Поток Битлз подмывал устои потому, что человек, взращенный в мире образов Битлов с культом ненасилия и любви, был внутренне свободной личностью.
Хотя Битлз до своего распада почти не пели о политике, а наша страна в их песнях упоминалась всего один раз (Back in the USSR), именно они незримо, каждодневно, ежесекундно наносили Советскому Союзу удар за ударом. Можно даже сказать (хотя я боюсь, что за эти слова меня возненавидят те, чьи жизни были исковерканы в психушках и лагерях брежневского режима), что Битлз сделали больше для крушения тоталитаризма в СССР, чем Александр Солженицын и Андрей Сахаров. Это утверждение может показаться кощунственным для жертв коммунистического режима, но все же надо признать, что ни писатель, ни академик не имели такой аудитории в СССР, которую получили Битлз. Солженицын рассказал правду о ГУЛАГе, но население СССР в массе своей самиздата опасалось. Интеллектуальный полет публицистики Сахарова был понятен и доступен далеко не каждому. Если бы не ссылка академика в Горький, превратившая диссидента-интеллектуала в мученика, его аналитические построения едва ли вышли бы за пределы интеллигентского круга.

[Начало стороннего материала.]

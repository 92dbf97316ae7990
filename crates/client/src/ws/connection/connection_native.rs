//! Native push channel transport using tokio-tungstenite.

use async_trait::async_trait;
use futures_util::{future, SinkExt, StreamExt};
use tokio_tungstenite::{connect_async, tungstenite, tungstenite::Message};

use super::{Connector, Transport};
use crate::error::{SyncError, SyncResult};

/// Opens WebSocket transports with `tokio-tungstenite`.
#[derive(Debug, Clone, Copy, Default)]
pub struct TungsteniteConnector;

#[async_trait]
impl Connector for TungsteniteConnector {
    async fn open(&self, url: &str) -> SyncResult<Transport> {
        let (ws_stream, _response) = connect_async(url)
            .await
            .map_err(|e| SyncError::Transport(e.to_string()))?;
        let (write, read) = ws_stream.split();

        let sink = write
            .with(|text: String| {
                future::ready(Ok::<_, tungstenite::Error>(Message::Text(text.into())))
            })
            .sink_map_err(|e| SyncError::Transport(e.to_string()));

        let stream = read
            .take_while(|msg| future::ready(!matches!(msg, Ok(Message::Close(_)))))
            .filter_map(|msg| {
                future::ready(match msg {
                    Ok(Message::Text(text)) => Some(Ok(text.as_str().to_owned())),
                    // Pong is handled automatically by tungstenite
                    Ok(_) => None,
                    Err(e) => Some(Err(SyncError::Transport(e.to_string()))),
                })
            })
            .boxed();

        Ok(Transport {
            sink: Box::pin(sink),
            stream,
        })
    }
}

Аполитичные Битлы, почему-то властями гонимые, так же легко и непринужденно магнитофонной расфасовкой вошли в каждую советскую квартиру, как выходили они на крупнейшие эстрадные площадки земного шара. Они незримо сделали то, что было не под силу сделать в одиночку ни Солженицыну, ни Сахарову: в СССР выросло поколение внутренне свободных людей. Это уже была не советская генерация.

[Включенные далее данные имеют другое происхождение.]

//! Connection manager for the per-subject push channel.
//!
//! The reconnect loop is an explicit state machine:
//!
//! ```text
//!  disconnected ──connect──▶ connecting ──open ok──▶ connected
//!       ▲                       │   ▲                    │
//!       │                  open │   │ timer fires        │ close / error /
//!   disconnect             fails│   │                    │ liveness timeout
//!       │                       ▼   │                    │
//!       └──────────────── reconnect-scheduled ◀──────────┘
//! ```
//!
//! Exactly one driver task exists per connected subject, so opens are
//! serialized. The reconnect timer lives inside that task and is dropped on
//! every exit from reconnect-scheduled.

use std::sync::Arc;

use futures_channel::mpsc::{unbounded, UnboundedReceiver};
use futures_util::{SinkExt, StreamExt};
use talentsync_shared::ClientFrame;
use tokio::sync::watch;
use tokio::task::JoinHandle;
use tokio::time::Instant;
use tokio_util::sync::CancellationToken;

use super::connection::{ConnectionState, Connector, FrameSink, Transport, WsHandle};
use super::dispatcher::EventDispatcher;
use crate::config::SyncConfig;
use crate::error::{SyncError, SyncResult};

/// Why a connected transport stopped.
#[derive(Debug, Clone, PartialEq, Eq)]
enum Closed {
    Cancelled,
    Peer,
    Error(String),
    LivenessTimeout,
}

struct Shared<C> {
    connector: C,
    config: SyncConfig,
    dispatcher: Arc<EventDispatcher>,
    state: watch::Sender<ConnectionState>,
}

impl<C> Shared<C> {
    fn set_state(&self, next: ConnectionState) {
        let prev = self.state.send_replace(next);
        if prev != next {
            tracing::debug!(from = ?prev, to = ?next, "connection state changed");
        }
    }
}

#[derive(Default)]
struct Driver {
    subject: Option<String>,
    cancel: Option<CancellationToken>,
    task: Option<JoinHandle<()>>,
}

/// Owns the transport lifecycle for one subject at a time.
pub struct ConnectionManager<C: Connector> {
    shared: Arc<Shared<C>>,
    handle: WsHandle,
    driver: tokio::sync::Mutex<Driver>,
}

impl<C: Connector> ConnectionManager<C> {
    pub fn new(
        connector: C,
        config: SyncConfig,
        dispatcher: Arc<EventDispatcher>,
        handle: WsHandle,
    ) -> Self {
        let (state, _) = watch::channel(ConnectionState::Disconnected);
        Self {
            shared: Arc::new(Shared {
                connector,
                config,
                dispatcher,
                state,
            }),
            handle,
            driver: tokio::sync::Mutex::new(Driver::default()),
        }
    }

    pub fn state(&self) -> ConnectionState {
        *self.shared.state.borrow()
    }

    pub fn is_connected(&self) -> bool {
        self.state().is_connected()
    }

    /// Watch the connected signal.
    pub fn state_changes(&self) -> watch::Receiver<ConnectionState> {
        self.shared.state.subscribe()
    }

    /// Start keeping a channel open for `subject`.
    ///
    /// A no-op if a driver for the same subject is already running. A driver
    /// for a different subject is shut down and awaited first.
    pub async fn connect(&self, subject: &str) {
        let mut driver = self.driver.lock().await;

        let running = driver
            .task
            .as_ref()
            .is_some_and(|task| !task.is_finished());
        if running && driver.subject.as_deref() == Some(subject) {
            tracing::debug!(subject, "connect already in flight");
            return;
        }
        Self::stop_driver(&mut driver, &self.handle).await;

        let (sender, receiver) = unbounded();
        self.handle.attach(sender);

        let cancel = CancellationToken::new();
        let shared = self.shared.clone();
        let task = tokio::spawn(run(shared, subject.to_string(), receiver, cancel.clone()));

        tracing::info!(subject, url = %self.shared.config.ws_url(), "push channel started");
        driver.subject = Some(subject.to_string());
        driver.cancel = Some(cancel);
        driver.task = Some(task);
    }

    /// Cancel any pending reconnect and close the transport without retry.
    /// Safe to call repeatedly and from any state.
    pub async fn disconnect(&self) {
        let mut driver = self.driver.lock().await;
        if let Some(subject) = driver.subject.as_deref() {
            tracing::info!(subject, "push channel stopping");
        }
        Self::stop_driver(&mut driver, &self.handle).await;
        self.shared.set_state(ConnectionState::Disconnected);
    }

    async fn stop_driver(driver: &mut Driver, handle: &WsHandle) {
        handle.detach();
        driver.subject = None;
        if let Some(cancel) = driver.cancel.take() {
            cancel.cancel();
        }
        if let Some(task) = driver.task.take() {
            if let Err(e) = task.await {
                tracing::warn!(error = %e, "push channel driver ended abnormally");
            }
        }
    }
}

impl<C: Connector> Drop for ConnectionManager<C> {
    fn drop(&mut self) {
        self.handle.detach();
        let driver = self.driver.get_mut();
        if let Some(cancel) = driver.cancel.take() {
            cancel.cancel();
        }
        if let Some(task) = driver.task.take() {
            task.abort();
        }
        self.shared.set_state(ConnectionState::Disconnected);
    }
}

async fn run<C: Connector>(
    shared: Arc<Shared<C>>,
    subject: String,
    mut outbound: UnboundedReceiver<ClientFrame>,
    cancel: CancellationToken,
) {
    let url = shared.config.ws_url();

    loop {
        shared.set_state(ConnectionState::Connecting);
        let opened = tokio::select! {
            _ = cancel.cancelled() => break,
            opened = shared.connector.open(&url) => opened,
        };

        match opened {
            Ok(transport) => {
                let closed = pump(&shared, &subject, transport, &mut outbound, &cancel).await;
                match closed {
                    Closed::Cancelled => break,
                    Closed::Peer => tracing::info!(%subject, "push channel closed by peer"),
                    Closed::Error(e) => {
                        tracing::warn!(%subject, error = %e, "push channel failed")
                    }
                    Closed::LivenessTimeout => {
                        tracing::warn!(%subject, "liveness timeout, dropping connection")
                    }
                }
            }
            Err(e) => tracing::warn!(%subject, error = %e, "push channel open failed"),
        }

        if cancel.is_cancelled() {
            break;
        }

        shared.set_state(ConnectionState::ReconnectScheduled);
        let delay = shared.config.reconnect_delay;
        tracing::info!(%subject, delay_ms = delay.as_millis() as u64, "reconnect scheduled");
        tokio::select! {
            _ = cancel.cancelled() => break,
            _ = tokio::time::sleep(delay) => {}
        }
    }

    shared.set_state(ConnectionState::Disconnected);
}

/// Authenticate, then shuttle frames until the transport ends.
async fn pump<C>(
    shared: &Shared<C>,
    subject: &str,
    transport: Transport,
    outbound: &mut UnboundedReceiver<ClientFrame>,
    cancel: &CancellationToken,
) -> Closed {
    let Transport {
        mut sink,
        mut stream,
    } = transport;

    // Frames queued while no transport was open are dropped, not replayed.
    let mut stale = 0usize;
    while let Ok(Some(_)) = outbound.try_next() {
        stale += 1;
    }
    if stale > 0 {
        tracing::debug!(subject, dropped = stale, "discarding frames queued while disconnected");
    }

    let hello = ClientFrame::Authenticate {
        user_id: subject.to_string(),
    };
    if let Err(e) = send_frame(&mut sink, &hello).await {
        return Closed::Error(e.to_string());
    }
    shared.set_state(ConnectionState::Connected);
    tracing::info!(subject, "push channel connected");

    let liveness = shared.config.liveness_timeout;
    let mut last_inbound = Instant::now();

    let closed = loop {
        let deadline = liveness.map(|timeout| last_inbound + timeout);
        tokio::select! {
            _ = cancel.cancelled() => break Closed::Cancelled,
            frame = stream.next() => match frame {
                Some(Ok(text)) => {
                    last_inbound = Instant::now();
                    shared.dispatcher.handle_frame(&text);
                }
                Some(Err(e)) => break Closed::Error(e.to_string()),
                None => break Closed::Peer,
            },
            Some(frame) = outbound.next() => {
                if let Err(e) = send_frame(&mut sink, &frame).await {
                    break Closed::Error(e.to_string());
                }
            }
            _ = tokio::time::sleep_until(deadline.unwrap_or_else(Instant::now)), if deadline.is_some() => {
                break Closed::LivenessTimeout;
            }
        }
    };

    if let Err(e) = sink.close().await {
        tracing::debug!(error = %e, "closing transport");
    }
    closed
}

async fn send_frame(sink: &mut FrameSink, frame: &ClientFrame) -> SyncResult<()> {
    let json = serde_json::to_string(frame).map_err(|e| SyncError::Encode(e.to_string()))?;
    sink.send(json).await
}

Люди эпохи Битлз стали постепенно занимать места, раньше принадлежавшие брежневцам. Среди них было много таких, которые ранее «неистово аплодировали», но... Они испытали на себе мощное воздействие Битлз, хотя в этом стали признаваться только теперь, после выступления Пола Маккартни на Красной площади в 2003 году. Интересно было бы провести социологическое исследование среди тех, кто в той или иной степени оказал влияние на судьбу России последнего десятилетия, — какую роль в их жизни играли Битлз?
Любопытный факт в шахматном противостоянии Карпова и Каспарова. Когда шахматистов спросили, кто их любимый композитор, Карпов ответил: «Лауреат премии Ленинского комсомола Александра Пахмутова». В этом ответе прежде всего интересны не музыкальные пристрастия Карпова, а обязательное указание на то, что санкционировано сверху. Каспаров ответил: «Джон Леннон»...
Было бы глупо утверждать, что Каспаров победил в шахматном единоборстве потому, что любил Битлз. Но симпатии людей, далеких от шахмат, были на стороне Каспарова прежде всего потому, что его музыкальные пристрастия отражали определенный тип личности, не побоявшейся громогласно объявить своим кумиром человека, который никогда не мог бы стать лауреатом премии Ленинского комсомола...
Скептически настроенный читатель скажет: за все безобразия, которые сейчас происходят в России, поколение, выросшее на Битлз, тоже ответственно. Конечно же, да. Внутренняя свобода — необходимая, чтобы убить в себе зомби, — не может быть однозначна, как не бывает палки с одним концом. Внутренняя свобода — это та почва, на которой могут вырасти и цветы зла. Не надо забывать: то, что мы сегодня видим вокруг, тоже выросло из внутренней свободы. Это совершенно неизбежное следствие раскрепощения после тоталитарного рабства. Примириться с этим нельзя, но понять причины можно. Чем же сердце успокоится? Как сказал Аполлинер, «радость всегда приходила после горя». А «проклятые поэты» всегда правы!